The conduct and interpretation of systematic reviews is particularly challenging in the case where few robust clinical trials have been performed to address a particular question. However, risk of bias can be minimized and potentially useful conclusions can be drawn if strict review methodology is adhered to, including an exhaustive literature search, quality appraisal of primary studies, appropriate statistical methodology, assessment of confidence in estimates and risk of bias.

Therefore, the following article aims to: (I) summarize to the important features of a thorough and rigorous systematic review or meta-analysis for the surgical literature; (II) highlight several underused statistical approaches which may yield further interesting insights compared to conventional pair-wise data synthesis techniques; and (III) propose a guide for thorough analysis and presentation of results.


Framing the clinical question

Prior to the literature search, the review must ensure that the posed clinical question has a clear focus and is appropriate either for a systematic review or meta-analysis. It is important that the relevance and suitability of the question be carefully appraised so as to be better designed to improve current clinical knowledge, practice and guide policy and decisions.

A well-accepted methodology for this is the use of the PICO format, with a clearly defined study population (P), intervention studied (I), comparisons (C), and outcomes (O) (1). As an example, in a recent systematic review and meta-analysis on sutureless aortic valve replacement (8), the study population was defined as patients with aortic valve replacement requiring surgical intervention (P), the intervention was minimally invasive aortic valve replacement (I), the comparator was conventional aortic valve replacement (C), and outcomes include perioperative mortality and complications (O).

The challenge in developing a robust clinical question to set out to answer is defining the scope of patients and interventions. In order to define the scope of the question, the reviewers must have a comprehensive understanding of the existing literature, the potential gaps and uncertainties in the available evidence, and which gaps can be potentially addressed and answered via a systematic review or meta-analysis.

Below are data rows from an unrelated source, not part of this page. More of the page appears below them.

// Copyright 2025 eraflo
//
// Licensed under the Apache License, Version 2.0 (the "License");
// you may not use this file except in compliance with the License.
// You may obtain a copy of the License at
//
//     http://www.apache.org/licenses/LICENSE-2.0
//
// Unless required by applicable law or agreed to in writing, software
// distributed under the License is distributed on an "AS IS" BASIS,
// WITHOUT WARRANTIES OR CONDITIONS OF ANY KIND, either express or implied.
// See the License for the specific language governing permissions and
// limitations under the License.

use super::scheduler::FrameScheduler;
use crate::scene_agent::clear_material_updates;
use crate::world::ViewerWorld;
use plinth_core::renderer::{RenderError, RenderSystem};
use plinth_core::{Clock, MonotonicClock};
use plinth_telemetry::{FrameSnapshot, TelemetryService};
use std::any::Any;
use std::f64::consts::{PI, TAU};
use std::time::Duration;

/// Model rotation speed, in radians per second.
const YAW_RATE: f64 = PI / 4.0;

/// Drives one frame per tick.
///
/// Once a render fails the loop stops: it never schedules another frame and
/// later ticks do nothing.
#[derive(Debug)]
pub struct RenderLoop<C: Clock = MonotonicClock> {
    clock: C,
    telemetry: TelemetryService,
    running: bool,
}

impl RenderLoop<MonotonicClock> {
    /// A wall-clock loop reporting every `report_interval`. Animation time
    /// starts at the first tick.
    pub fn new(report_interval: Duration) -> Self {
        Self::with_clock(MonotonicClock::new(), TelemetryService::new(report_interval))
    }
}

impl<C: Clock> RenderLoop<C> {
    /// A loop driven by `clock`.
    pub fn with_clock(clock: C, telemetry: TelemetryService) -> Self {
        Self {
            clock,
            telemetry,
            running: true,
        }
    }

    /// Runs one frame with no overlay.
    pub fn tick(
        &mut self,
        world: &mut ViewerWorld,
        renderer: &mut dyn RenderSystem,
        scheduler: &mut dyn FrameScheduler,
    ) -> Result<(), RenderError> {
        self.tick_with_overlay(world, renderer, scheduler, None)
    }

    /// Runs one frame: apply finished loads, animate, update the camera, draw
    /// once, count the frame, then ask for the next one.
    pub fn tick_with_overlay(
        &mut self,
        world: &mut ViewerWorld,
        renderer: &mut dyn RenderSystem,
        scheduler: &mut dyn FrameScheduler,
        overlay: Option<&dyn Any>,
    ) -> Result<(), RenderError> {
        if !self.running {
            return Ok(());
        }

        world.drain_asset_events();

        let elapsed = self.clock.elapsed_seconds();
        world.set_model_yaw(model_yaw_at(elapsed));

        world.update_controls();

        if let Err(e) = renderer.render(&world.frame_input(overlay)) {
            log::error!("Render failed, stopping the render loop: {e}");
            self.running = false;
            return Err(e);
        }
        clear_material_updates(world.scene_mut());

        self.telemetry.record_frame();
        if let Some(snapshot) = self.telemetry.tick() {
            let stats = renderer.last_frame_stats();
            log::info!(
                "{:.1} fps ({:.2} ms), {} draw calls, {} triangles",
                snapshot.fps,
                snapshot.frame_time_ms,
                stats.draw_calls,
                stats.triangles_rendered
            );
        }

        scheduler.request_next_frame();
        log::trace!("Tick at {elapsed:.3}s done.");
        Ok(())
    }

    /// False once a render has failed.
    pub fn is_running(&self) -> bool {
        self.running
    }

    /// The clock driving the animation.
    pub fn clock(&self) -> &C {
        &self.clock
    }

    /// Frame timing as of the latest frame.
    pub fn snapshot(&self) -> FrameSnapshot {
        self.telemetry.counter().snapshot()
    }
}

/// The model's yaw after `elapsed` seconds, wrapped into `[0, 2π)`.
pub fn model_yaw_at(elapsed: f64) -> f32 {
    (elapsed * YAW_RATE).rem_euclid(TAU) as f32
}

#[cfg(test)]
mod tests {
    use super::*;
    use approx::assert_relative_eq;
    use std::f32::consts::FRAC_PI_2;

    #[test]
    fn yaw_follows_wall_time() {
        assert_eq!(model_yaw_at(0.0), 0.0);
        assert_relative_eq!(model_yaw_at(2.0), FRAC_PI_2);
        assert_relative_eq!(model_yaw_at(4.0), std::f32::consts::PI);
        // One full turn every eight seconds.
        assert_relative_eq!(model_yaw_at(10.0), model_yaw_at(2.0), epsilon = 1e-5);
    }
}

A scoping review (9) can be performed to explore the extent of the available evidence and to assist in determining the approach scope of the clinical question. Factors to take into consideration when developing the clinical question include the level of evidence and the design of available studies. For example, if there are an adequate number of randomized controlled trials (RCTs) available addressing the proposed clinical question, then the scope of the review should be limited to randomized studies to limit the effect of selection bias from non-randomized studies. In contrast, if there are few randomized trials available and that the evidence is mainly limited to observational studies, then the reviewers may consider broadening the scope of the review to include all observation and randomized trials. Subgroup analysis and sensitivity analysis can be performed as secondary analysis to elucidate any effect of their non-randomized design on the final effect sizes calculated (10,11). In the case of a meta-analysis, the question may be more narrow-focused, for example, with the inclusion of only trials that compare two particular interventions.

Similar logic also applies when considering the broadness or narrowness of scope for population, intervention, comparator and outcomes. For example, if the defined patient population is too broad, then any calculated estimate of effect that is generalized across a wide range of patients with varying risk factors could providing misleading trends and conclusions (12,13). For example, the durability of an implanted aortic valve would be different in young patients (<50 years) versus elderly patients (>70 years), based on their underlying comorbidities and operative risk, and thus pooling freedom from reoperation rates across all ages would providing an inaccurate indication of valve durability in different patient groups (14).

Without a clear question that is clinically relevant and has strictly defined population, intervention, comparator and outcome parameters, the systematic review performed risks being ambiguous, ill-structured, and heterogeneous with invalid interpretations of the results. We recommend the writing or publication of a research protocol prior to conducting the systematic review (15,16), with fully defined inclusion and exclusion criteria, participants, interventions, outcomes of interest and, strategy for statistical analysis.


Next, the authors should decide on the appropriate inclusion and exclusion criteria a priori, based on the clinical question to be answered. These criteria should be explicitly stated in the final manuscript, and may include the design of studies to be included (RCTs vs. any study type; comparative studies only), the study population in terms of gender, age group, disease, the language of the published studies, or the time period of publication (e.g., inclusion of studies published after year 2000). Exclusion may include, but not limited to, low levels of evidence such as abstract-only articles, conference articles, editorials and expert opinions, removal of studies with repeat follow-up reports of the same population, removal of studies which report fewer than 10 patients per arm, etc. The potential bias generated by these inclusion and exclusion criteria should be considered and discussed along with the findings of the review.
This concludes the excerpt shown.